Content starts

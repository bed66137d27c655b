//! Best-effort push notification gateway.
//!
//! State transitions emit named events to named channels. Delivery is
//! at-most-once: errors and timeouts are logged and swallowed, and must
//! never fail or delay the transition that triggered them.

use std::time::Duration;

use serde_json::{Value, json};
use tracing::{debug, info, warn};

/// Push gateway configuration.
#[derive(Debug, Clone, Default)]
pub struct PushConfig {
    /// HTTP endpoint events are POSTed to. Empty disables the gateway.
    pub endpoint: String,
    /// Application key sent as the `X-App-Key` header.
    pub app_key: String,
    /// Request timeout in milliseconds.
    pub timeout_ms: u64,
}

impl From<crate::config::PushSettings> for PushConfig {
    fn from(settings: crate::config::PushSettings) -> Self {
        Self {
            endpoint: settings.endpoint,
            app_key: settings.app_key,
            timeout_ms: settings.timeout_ms,
        }
    }
}

/// Fire-and-forget event publisher.
#[derive(Debug, Clone)]
pub struct PushGateway {
    config: PushConfig,
    client: reqwest::Client,
}

impl PushGateway {
    /// Creates a gateway from configuration.
    #[must_use]
    pub fn new(config: PushConfig) -> Self {
        let timeout = if config.timeout_ms == 0 {
            2000
        } else {
            config.timeout_ms
        };
        let client = reqwest::Client::builder()
            .timeout(Duration::from_millis(timeout))
            .build()
            .unwrap_or_default();

        Self { config, client }
    }

    /// Creates a disabled gateway that drops every event.
    #[must_use]
    pub fn disabled() -> Self {
        Self::new(PushConfig::default())
    }

    /// Returns whether an endpoint is configured.
    #[must_use]
    pub fn is_enabled(&self) -> bool {
        !self.config.endpoint.is_empty()
    }

    /// Emits an event to a channel. Never fails.
    ///
    /// Transport errors are logged at warn level and dropped; the caller
    /// must not treat emission as part of its own success criteria.
    pub async fn trigger(&self, channel: &str, event: &str, payload: Value) {
        if !self.is_enabled() {
            debug!(channel, event, "push gateway disabled, dropping event");
            return;
        }

        let body = json!({
            "channel": channel,
            "event": event,
            "data": payload,
        });

        let result = self
            .client
            .post(&self.config.endpoint)
            .header("X-App-Key", &self.config.app_key)
            .json(&body)
            .send()
            .await;

        match result {
            Ok(response) if response.status().is_success() => {
                info!(channel, event, "push event delivered");
            }
            Ok(response) => {
                warn!(
                    channel,
                    event,
                    status = %response.status(),
                    "push gateway rejected event"
                );
            }
            Err(e) => {
                warn!(channel, event, error = %e, "failed to push event");
            }
        }
    }
}

#[cfg(test)]
mod tests {
    use super::*;

    #[test]
    fn test_disabled_gateway() {
        let gateway = PushGateway::disabled();
        assert!(!gateway.is_enabled());
    }

    #[test]
    fn test_enabled_gateway() {
        let gateway = PushGateway::new(PushConfig {
            endpoint: "http://localhost:9999/events".to_string(),
            app_key: "key".to_string(),
            timeout_ms: 100,
        });
        assert!(gateway.is_enabled());
    }

    #[tokio::test]
    async fn test_trigger_disabled_is_noop() {
        let gateway = PushGateway::disabled();
        // Must return without error even though nothing is configured.
        gateway.trigger("budget-requests", "new-request", json!({})).await;
    }

    #[tokio::test]
    async fn test_trigger_unreachable_endpoint_swallowed() {
        let gateway = PushGateway::new(PushConfig {
            endpoint: "http://127.0.0.1:1/events".to_string(),
            app_key: String::new(),
            timeout_ms: 100,
        });
        // Connection refused must be swallowed, not propagated.
        gateway
            .trigger("budget-requests", "request-approved", json!({"id": 1}))
            .await;
    }
}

Content ends

**WORK TO BE COMPLETED:** Give again each line shown above, keeping every word as it is.

**WRITTEN REPLY:**
repository bed66137d27c655b
//! Best-effort push notification gateway.
//!
//! State transitions emit named events to named channels. Delivery is
//! at-most-once: errors and timeouts are logged and swallowed, and must
//! never fail or delay the transition that triggered them.

use std::time::Duration;

use serde_json::{Value, json};
use tracing::{debug, info, warn};

/// Push gateway configuration.
#[derive(Debug, Clone, Default)]
pub struct PushConfig {
    /// HTTP endpoint events are POSTed to. Empty disables the gateway.
    pub endpoint: String,
    /// Application key sent as the `X-App-Key` header.
    pub app_key: String,
    /// Request timeout in milliseconds.
    pub timeout_ms: u64,
}

impl From<crate::config::PushSettings> for PushConfig {
    fn from(settings: crate::config::PushSettings) -> Self {
        Self {
            endpoint: settings.endpoint,
            app_key: settings.app_key,
            timeout_ms: settings.timeout_ms,
        }
    }
}

/// Fire-and-forget event publisher.
#[derive(Debug, Clone)]
pub struct PushGateway {
    config: PushConfig,
    client: reqwest::Client,
}

impl PushGateway {
    /// Creates a gateway from configuration.
    #[must_use]
    pub fn new(config: PushConfig) -> Self {
        let timeout = if config.timeout_ms == 0 {
            2000
        } else {
            config.timeout_ms
        };
        let client = reqwest::Client::builder()
            .timeout(Duration::from_millis(timeout))
            .build()
            .unwrap_or_default();

        Self { config, client }
    }

    /// Creates a disabled gateway that drops every event.
    #[must_use]
    pub fn disabled() -> Self {
        Self::new(PushConfig::default())
    }

    /// Returns whether an endpoint is configured.
    #[must_use]
    pub fn is_enabled(&self) -> bool {
        !self.config.endpoint.is_empty()
    }

    /// Emits an event to a channel. Never fails.
    ///
    /// Transport errors are logged at warn level and dropped; the caller
    /// must not treat emission as part of its own success criteria.
    pub async fn trigger(&self, channel: &str, event: &str, payload: Value) {
        if !self.is_enabled() {
            debug!(channel, event, "push gateway disabled, dropping event");
            return;
        }

        let body = json!({
            "channel": channel,
            "event": event,
            "data": payload,
        });

        let result = self
            .client
            .post(&self.config.endpoint)
            .header("X-App-Key", &self.config.app_key)
            .json(&body)
            .send()
            .await;

        match result {
            Ok(response) if response.status().is_success() => {
                info!(channel, event, "push event delivered");
            }
            Ok(response) => {
                warn!(
                    channel,
                    event,
                    status = %response.status(),
                    "push gateway rejected event"
                );
            }
            Err(e) => {
                warn!(channel, event, error = %e, "failed to push event");
            }
        }
    }
}

#[cfg(test)]
mod tests {
    use super::*;

    #[test]
    fn test_disabled_gateway() {
        let gateway = PushGateway::disabled();
        assert!(!gateway.is_enabled());
    }

    #[test]
    fn test_enabled_gateway() {
        let gateway = PushGateway::new(PushConfig {
            endpoint: "http://localhost:9999/events".to_string(),
            app_key: "key".to_string(),
            timeout_ms: 100,
        });
        assert!(gateway.is_enabled());
    }

    #[tokio::test]
    async fn test_trigger_disabled_is_noop() {
        let gateway = PushGateway::disabled();
        // Must return without error even though nothing is configured.
        gateway.trigger("budget-requests", "new-request", json!({})).await;
    }

    #[tokio::test]
    async fn test_trigger_unreachable_endpoint_swallowed() {
        let gateway = PushGateway::new(PushConfig {
            endpoint: "http://127.0.0.1:1/events".to_string(),
            app_key: String::new(),
            timeout_ms: 100,
        });
        // Connection refused must be swallowed, not propagated.
        gateway
            .trigger("budget-requests", "request-approved", json!({"id": 1}))
            .await;
    }
}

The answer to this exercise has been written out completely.